- Records drawn from a dataset -
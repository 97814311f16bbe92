//! Visual theming for the graph view.
//!
//! Colors land in SVG attributes, so everything here ultimately renders to a
//! CSS color string.

/// RGBA color representation.
#[derive(Clone, Copy, Debug)]
pub struct Color {
	/// Red channel.
	pub r: u8,
	/// Green channel.
	pub g: u8,
	/// Blue channel.
	pub b: u8,
	/// Alpha, 0.0 to 1.0.
	pub a: f64,
}

impl Color {
	/// Opaque color from RGB channels.
	pub const fn rgb(r: u8, g: u8, b: u8) -> Self {
		Self { r, g, b, a: 1.0 }
	}

	/// Color with an explicit alpha.
	pub const fn rgba(r: u8, g: u8, b: u8, a: f64) -> Self {
		Self { r, g, b, a }
	}

	/// Same color with a different alpha.
	pub fn with_alpha(self, a: f64) -> Self {
		Self { a, ..self }
	}

	/// Lighten the color by a factor (0.0 = unchanged, 1.0 = white).
	pub fn lighten(self, factor: f64) -> Self {
		let f = factor.clamp(0.0, 1.0);
		Self {
			r: (self.r as f64 + (255.0 - self.r as f64) * f) as u8,
			g: (self.g as f64 + (255.0 - self.g as f64) * f) as u8,
			b: (self.b as f64 + (255.0 - self.b as f64) * f) as u8,
			a: self.a,
		}
	}

	/// CSS color string; hex when fully opaque, `rgba()` otherwise.
	pub fn to_css(self) -> String {
		if (self.a - 1.0).abs() < 0.001 {
			format!("#{:02x}{:02x}{:02x}", self.r, self.g, self.b)
		} else {
			format!("rgba({}, {}, {}, {})", self.r, self.g, self.b, self.a)
		}
	}

	/// CSS hex string, ignoring alpha.
	pub fn to_css_rgb(self) -> String {
		format!("#{:02x}{:02x}{:02x}", self.r, self.g, self.b)
	}
}

/// A curated color palette for nodes.
#[derive(Clone, Debug)]
pub struct NodePalette {
	/// Palette entries, cycled by index.
	pub colors: Vec<Color>,
}

impl NodePalette {
	/// Muted, harmonious palette - slate blues and teals (default)
	pub fn slate() -> Self {
		Self {
			colors: vec![
				Color::rgb(94, 129, 172),  // Steel blue
				Color::rgb(129, 161, 193), // Light steel
				Color::rgb(100, 148, 160), // Teal gray
				Color::rgb(136, 160, 175), // Cadet blue
				Color::rgb(108, 142, 173), // Air force blue
				Color::rgb(119, 158, 165), // Desaturated cyan
				Color::rgb(143, 163, 180), // Cool gray
				Color::rgb(122, 153, 168), // Dusty blue
			],
		}
	}

	/// Cool teals and purples
	pub fn aurora() -> Self {
		Self {
			colors: vec![
				Color::rgb(100, 145, 135), // Eucalyptus
				Color::rgb(115, 135, 155), // Slate
				Color::rgb(130, 120, 150), // Wisteria
				Color::rgb(105, 140, 145), // Teal
				Color::rgb(120, 130, 160), // Periwinkle
				Color::rgb(125, 145, 140), // Sage
				Color::rgb(110, 125, 155), // Storm
				Color::rgb(135, 140, 150), // Pewter
			],
		}
	}

	/// Palette color for an index, wrapping past the end.
	pub fn get(&self, index: usize) -> Color {
		self.colors[index % self.colors.len()]
	}
}

/// Node visual style.
#[derive(Clone, Debug)]
pub struct NodeTheme {
	/// Outline color for unselected nodes.
	pub stroke: Color,
	/// Outline width for unselected nodes.
	pub stroke_width: f64,
	/// Outline color for selected nodes.
	pub selected_stroke: Color,
	/// Outline width for selected nodes.
	pub selected_stroke_width: f64,
	/// Label text color.
	pub label_color: Color,
	/// Label font size in pixels.
	pub label_size: f64,
}

/// Link visual style.
#[derive(Clone, Debug)]
pub struct LinkTheme {
	/// Stroke for unselected links.
	pub stroke: Color,
	/// Stroke width for unselected links.
	pub width: f64,
	/// Stroke for selected links.
	pub selected_stroke: Color,
	/// Stroke width for selected links.
	pub selected_width: f64,
}

/// Complete visual theme.
#[derive(Clone, Debug)]
pub struct Theme {
	/// Theme name, for logging and debugging.
	pub name: &'static str,
	/// Background fill.
	pub background: Color,
	/// Node styling.
	pub node: NodeTheme,
	/// Link styling.
	pub link: LinkTheme,
	/// Node fill palette.
	pub palette: NodePalette,
}

impl Theme {
	/// Clean dark theme (default)
	pub fn default_theme() -> Self {
		Self {
			name: "default",
			background: Color::rgb(22, 27, 34),
			node: NodeTheme {
				stroke: Color::rgba(255, 255, 255, 0.15),
				stroke_width: 1.0,
				selected_stroke: Color::rgb(255, 255, 255),
				selected_stroke_width: 2.0,
				label_color: Color::rgba(255, 255, 255, 0.85),
				label_size: 10.0,
			},
			link: LinkTheme {
				stroke: Color::rgba(140, 160, 180, 0.5),
				width: 1.5,
				selected_stroke: Color::rgba(255, 255, 255, 0.9),
				selected_width: 2.5,
			},
			palette: NodePalette::slate(),
		}
	}

	/// Elegant dark theme with cooler hues
	pub fn midnight() -> Self {
		Self {
			name: "midnight",
			background: Color::rgb(18, 20, 28),
			node: NodeTheme {
				stroke: Color::rgba(255, 255, 255, 0.12),
				stroke_width: 1.0,
				selected_stroke: Color::rgb(220, 230, 255),
				selected_stroke_width: 2.0,
				label_color: Color::rgba(220, 230, 255, 0.85),
				label_size: 10.0,
			},
			link: LinkTheme {
				stroke: Color::rgba(100, 120, 150, 0.45),
				width: 1.5,
				selected_stroke: Color::rgba(220, 230, 255, 0.9),
				selected_width: 2.5,
			},
			palette: NodePalette::aurora(),
		}
	}
}

impl Default for Theme {
	fn default() -> Self {
		Self::default_theme()
	}
}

- WORK INSTRUCTIONS -
Precisely as given, transcribe all of the entries above.

- ANSWER SECTION -
repository 97814311f16bbe92
//! Visual theming for the graph view.
//!
//! Colors land in SVG attributes, so everything here ultimately renders to a
//! CSS color string.

/// RGBA color representation.
#[derive(Clone, Copy, Debug)]
pub struct Color {
	/// Red channel.
	pub r: u8,
	/// Green channel.
	pub g: u8,
	/// Blue channel.
	pub b: u8,
	/// Alpha, 0.0 to 1.0.
	pub a: f64,
}

impl Color {
	/// Opaque color from RGB channels.
	pub const fn rgb(r: u8, g: u8, b: u8) -> Self {
		Self { r, g, b, a: 1.0 }
	}

	/// Color with an explicit alpha.
	pub const fn rgba(r: u8, g: u8, b: u8, a: f64) -> Self {
		Self { r, g, b, a }
	}

	/// Same color with a different alpha.
	pub fn with_alpha(self, a: f64) -> Self {
		Self { a, ..self }
	}

	/// Lighten the color by a factor (0.0 = unchanged, 1.0 = white).
	pub fn lighten(self, factor: f64) -> Self {
		let f = factor.clamp(0.0, 1.0);
		Self {
			r: (self.r as f64 + (255.0 - self.r as f64) * f) as u8,
			g: (self.g as f64 + (255.0 - self.g as f64) * f) as u8,
			b: (self.b as f64 + (255.0 - self.b as f64) * f) as u8,
			a: self.a,
		}
	}

	/// CSS color string; hex when fully opaque, `rgba()` otherwise.
	pub fn to_css(self) -> String {
		if (self.a - 1.0).abs() < 0.001 {
			format!("#{:02x}{:02x}{:02x}", self.r, self.g, self.b)
		} else {
			format!("rgba({}, {}, {}, {})", self.r, self.g, self.b, self.a)
		}
	}

	/// CSS hex string, ignoring alpha.
	pub fn to_css_rgb(self) -> String {
		format!("#{:02x}{:02x}{:02x}", self.r, self.g, self.b)
	}
}

/// A curated color palette for nodes.
#[derive(Clone, Debug)]
pub struct NodePalette {
	/// Palette entries, cycled by index.
	pub colors: Vec<Color>,
}

impl NodePalette {
	/// Muted, harmonious palette - slate blues and teals (default)
	pub fn slate() -> Self {
		Self {
			colors: vec![
				Color::rgb(94, 129, 172),  // Steel blue
				Color::rgb(129, 161, 193), // Light steel
				Color::rgb(100, 148, 160), // Teal gray
				Color::rgb(136, 160, 175), // Cadet blue
				Color::rgb(108, 142, 173), // Air force blue
				Color::rgb(119, 158, 165), // Desaturated cyan
				Color::rgb(143, 163, 180), // Cool gray
				Color::rgb(122, 153, 168), // Dusty blue
			],
		}
	}

	/// Cool teals and purples
	pub fn aurora() -> Self {
		Self {
			colors: vec![
				Color::rgb(100, 145, 135), // Eucalyptus
				Color::rgb(115, 135, 155), // Slate
				Color::rgb(130, 120, 150), // Wisteria
				Color::rgb(105, 140, 145), // Teal
				Color::rgb(120, 130, 160), // Periwinkle
				Color::rgb(125, 145, 140), // Sage
				Color::rgb(110, 125, 155), // Storm
				Color::rgb(135, 140, 150), // Pewter
			],
		}
	}

	/// Palette color for an index, wrapping past the end.
	pub fn get(&self, index: usize) -> Color {
		self.colors[index % self.colors.len()]
	}
}

/// Node visual style.
#[derive(Clone, Debug)]
pub struct NodeTheme {
	/// Outline color for unselected nodes.
	pub stroke: Color,
	/// Outline width for unselected nodes.
	pub stroke_width: f64,
	/// Outline color for selected nodes.
	pub selected_stroke: Color,
	/// Outline width for selected nodes.
	pub selected_stroke_width: f64,
	/// Label text color.
	pub label_color: Color,
	/// Label font size in pixels.
	pub label_size: f64,
}

/// Link visual style.
#[derive(Clone, Debug)]
pub struct LinkTheme {
	/// Stroke for unselected links.
	pub stroke: Color,
	/// Stroke width for unselected links.
	pub width: f64,
	/// Stroke for selected links.
	pub selected_stroke: Color,
	/// Stroke width for selected links.
	pub selected_width: f64,
}

/// Complete visual theme.
#[derive(Clone, Debug)]
pub struct Theme {
	/// Theme name, for logging and debugging.
	pub name: &'static str,
	/// Background fill.
	pub background: Color,
	/// Node styling.
	pub node: NodeTheme,
	/// Link styling.
	pub link: LinkTheme,
	/// Node fill palette.
	pub palette: NodePalette,
}

impl Theme {
	/// Clean dark theme (default)
	pub fn default_theme() -> Self {
		Self {
			name: "default",
			background: Color::rgb(22, 27, 34),
			node: NodeTheme {
				stroke: Color::rgba(255, 255, 255, 0.15),
				stroke_width: 1.0,
				selected_stroke: Color::rgb(255, 255, 255),
				selected_stroke_width: 2.0,
				label_color: Color::rgba(255, 255, 255, 0.85),
				label_size: 10.0,
			},
			link: LinkTheme {
				stroke: Color::rgba(140, 160, 180, 0.5),
				width: 1.5,
				selected_stroke: Color::rgba(255, 255, 255, 0.9),
				selected_width: 2.5,
			},
			palette: NodePalette::slate(),
		}
	}

	/// Elegant dark theme with cooler hues
	pub fn midnight() -> Self {
		Self {
			name: "midnight",
			background: Color::rgb(18, 20, 28),
			node: NodeTheme {
				stroke: Color::rgba(255, 255, 255, 0.12),
				stroke_width: 1.0,
				selected_stroke: Color::rgb(220, 230, 255),
				selected_stroke_width: 2.0,
				label_color: Color::rgba(220, 230, 255, 0.85),
				label_size: 10.0,
			},
			link: LinkTheme {
				stroke: Color::rgba(100, 120, 150, 0.45),
				width: 1.5,
				selected_stroke: Color::rgba(220, 230, 255, 0.9),
				selected_width: 2.5,
			},
			palette: NodePalette::aurora(),
		}
	}
}

impl Default for Theme {
	fn default() -> Self {
		Self::default_theme()
	}
}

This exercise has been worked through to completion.